In 2018, I quit my job as a columnist at Business Insider, after they un-published a published piece I wrote expressing my utterly banal view that actors can play roles of identities different from their own. It was a hot topic at the time, but this was also at the apex of the cancellation era, and people were being shut down for far more benign thought crimes. Faced with the non-choice between meeting with a Pravda-esque “culture check” committee before filing any column or resigning in protest, I chose to walk. I was a nobody, and I had no plan whatsoever.
During that vulnerable period, Carlson gave me my 15 minutes of fame, putting me on his show a few times, and letting me tell my story to millions of Americans who became concerned, like I was, about the hostile takeover of our newsrooms by an activist class bent on miseducating and misinforming the public. Ironically, that is now exactly what Carlson is doing.

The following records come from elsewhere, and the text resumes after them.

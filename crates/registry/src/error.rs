//! Registry error types and result alias.
//!
//! This module defines the error taxonomy for configuration record
//! operations. Store implementations must map their internal errors to these
//! standardized types so callers can branch on kind rather than message text.
//!
//! # Error Types
//!
//! - [`RegistryError::Validation`] - Malformed input, caller-fixable
//! - [`RegistryError::NotFound`] - No record with the given id
//! - [`RegistryError::Duplicate`] - Id collision on insert
//! - [`RegistryError::Conflict`] - Stale sequence on update (or missing record)
//! - [`RegistryError::Permission`] - Requester denied (IP allow-list)
//! - [`RegistryError::Aborted`] - Cancelled long-running operation
//! - [`RegistryError::Store`] - Backing-store or transient failures
//! - [`RegistryError::Internal`] - Everything that should not happen
//!
//! # Example
//!
//! ```
//! use servicekit_registry::{RegistryError, RegistryResult};
//!
//! fn lookup(id: &str) -> RegistryResult<Vec<u8>> {
//!     Err(RegistryError::not_found(id))
//! }
//! ```

use std::sync::Arc;

use thiserror::Error;

/// A shared error type for source chain tracking.
///
/// `Arc` rather than `Box` so errors can be cloned through the memoizing
/// record cache, where one failed fetch is observed by every coalesced
/// caller.
pub type BoxError = Arc<dyn std::error::Error + Send + Sync>;

/// Result type alias for registry operations.
pub type RegistryResult<T> = Result<T, RegistryError>;

/// Errors that can occur during configuration record operations.
///
/// Errors preserve their source chain via the `#[source]` attribute, and each
/// variant maps to a stable machine-readable [`code`](Self::code) and an HTTP
/// [`status`](Self::http_status) for boundary layers.
///
/// # Non-exhaustive
///
/// This enum is marked `#[non_exhaustive]` — new variants may be added in
/// future minor releases without a semver-breaking change. Downstream match
/// expressions must include a wildcard arm (`_ =>`).
#[derive(Debug, Clone, Error)]
#[non_exhaustive]
pub enum RegistryError {
    /// The input failed validation before reaching the store.
    #[error("{message}")]
    Validation {
        /// Description of what was malformed.
        message: String,
    },

    /// No configuration record exists with the given id.
    #[error("Configuration not found: {id}")]
    NotFound {
        /// The id that was not found.
        id: String,
    },

    /// A record with this id already exists.
    #[error("Duplicate configuration: {id}")]
    Duplicate {
        /// The colliding id.
        id: String,
    },

    /// Conditional update failed.
    ///
    /// Covers both a stale sequence and a missing record with a single
    /// variant: distinguishing the two would let callers probe for record
    /// existence through the update path.
    #[error(
        "Could not update configuration. Record sequence does not match \
         or configuration does not exist."
    )]
    Conflict,

    /// The requester is not permitted to read the record.
    #[error("{message}")]
    Permission {
        /// Public denial message.
        message: String,
    },

    /// A cooperative cancellation signal fired mid-operation.
    #[error("Operation aborted")]
    Aborted,

    /// Backing-store failure (connection, timeout, corrupt data).
    ///
    /// Treated as transient by the refresher and usage paths.
    #[error("Store error: {message}")]
    Store {
        /// Description of the store failure.
        message: String,
        /// The underlying error, when one exists.
        #[source]
        source: Option<BoxError>,
    },

    /// Internal invariant violation.
    #[error("Internal error: {message}")]
    Internal {
        /// Description of the internal failure.
        message: String,
        /// The underlying error, when one exists.
        #[source]
        source: Option<BoxError>,
    },
}

impl RegistryError {
    /// Creates a new `Validation` error with the given message.
    #[must_use]
    pub fn validation(message: impl Into<String>) -> Self {
        Self::Validation { message: message.into() }
    }

    /// Creates a new `NotFound` error for the given record id.
    #[must_use]
    pub fn not_found(id: impl Into<String>) -> Self {
        Self::NotFound { id: id.into() }
    }

    /// Creates a new `Duplicate` error for the given record id.
    #[must_use]
    pub fn duplicate(id: impl Into<String>) -> Self {
        Self::Duplicate { id: id.into() }
    }

    /// Creates a new `Conflict` error.
    #[must_use]
    pub fn conflict() -> Self {
        Self::Conflict
    }

    /// Creates a new `Permission` error with the given message.
    #[must_use]
    pub fn permission(message: impl Into<String>) -> Self {
        Self::Permission { message: message.into() }
    }

    /// Creates the `Permission` error raised when no source address matches
    /// the record's IP allow-list.
    #[must_use]
    pub fn ip_not_allowed() -> Self {
        Self::Permission { message: "Permission denied. Source IP is not allowed.".into() }
    }

    /// Creates a new `Aborted` error.
    #[must_use]
    pub fn aborted() -> Self {
        Self::Aborted
    }

    /// Creates a new `Store` error with the given message.
    #[must_use]
    pub fn store(message: impl Into<String>) -> Self {
        Self::Store { message: message.into(), source: None }
    }

    /// Creates a new `Store` error with a message and source error.
    #[must_use]
    pub fn store_with_source(
        message: impl Into<String>,
        source: impl std::error::Error + Send + Sync + 'static,
    ) -> Self {
        Self::Store { message: message.into(), source: Some(Arc::new(source)) }
    }

    /// Creates a new `Internal` error with the given message.
    #[must_use]
    pub fn internal(message: impl Into<String>) -> Self {
        Self::Internal { message: message.into(), source: None }
    }

    /// Creates a new `Internal` error with a message and source error.
    #[must_use]
    pub fn internal_with_source(
        message: impl Into<String>,
        source: impl std::error::Error + Send + Sync + 'static,
    ) -> Self {
        Self::Internal { message: message.into(), source: Some(Arc::new(source)) }
    }

    /// Stable machine-readable code for this error kind.
    ///
    /// Boundary layers put this in response bodies; it never changes for a
    /// given variant even when the display message does.
    #[must_use]
    pub fn code(&self) -> &'static str {
        match self {
            Self::Validation { .. } => "validation",
            Self::NotFound { .. } => "not_found",
            Self::Duplicate { .. } => "duplicate",
            Self::Conflict => "conflict",
            Self::Permission { .. } => "permission",
            Self::Aborted => "aborted",
            Self::Store { .. } => "store",
            Self::Internal { .. } => "internal",
        }
    }

    /// HTTP status code boundary layers should map this error to.
    #[must_use]
    pub fn http_status(&self) -> u16 {
        match self {
            Self::Validation { .. } => 400,
            Self::NotFound { .. } => 404,
            Self::Duplicate { .. } | Self::Conflict => 409,
            Self::Permission { .. } => 403,
            Self::Aborted => 499,
            Self::Store { .. } | Self::Internal { .. } => 500,
        }
    }

    /// Whether retrying the same call may succeed without caller changes.
    #[must_use]
    pub fn is_transient(&self) -> bool {
        matches!(self, Self::Store { .. } | Self::Aborted)
    }
}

Among young conservative media circles, I’ve heard countless tales of up-and-coming reporters and producers who feel like they owe their start to Tucker.
For these reasons, or perhaps for different ones, plenty of conservatives have been too slow to condemn Carlson and relegate him to the fringes, as the movement did with Milo Yiannopoulos several years ago. It is long past time for that same action to be taken here.
In promoting a Holocaust denier, Carlson has decided to embrace the most cretinous sort of weirdo on the internet, and so he should be consigned to live among them.
It is on those of us who have, for too long, closed our eyes to the madness among our own ranks, to ensure this chaos of conspiracy does not spread to the mainstream, any more than it already has.
Daniella Greenbaum Davis is a writer living in New York
The views expressed in this article are the writer’s own.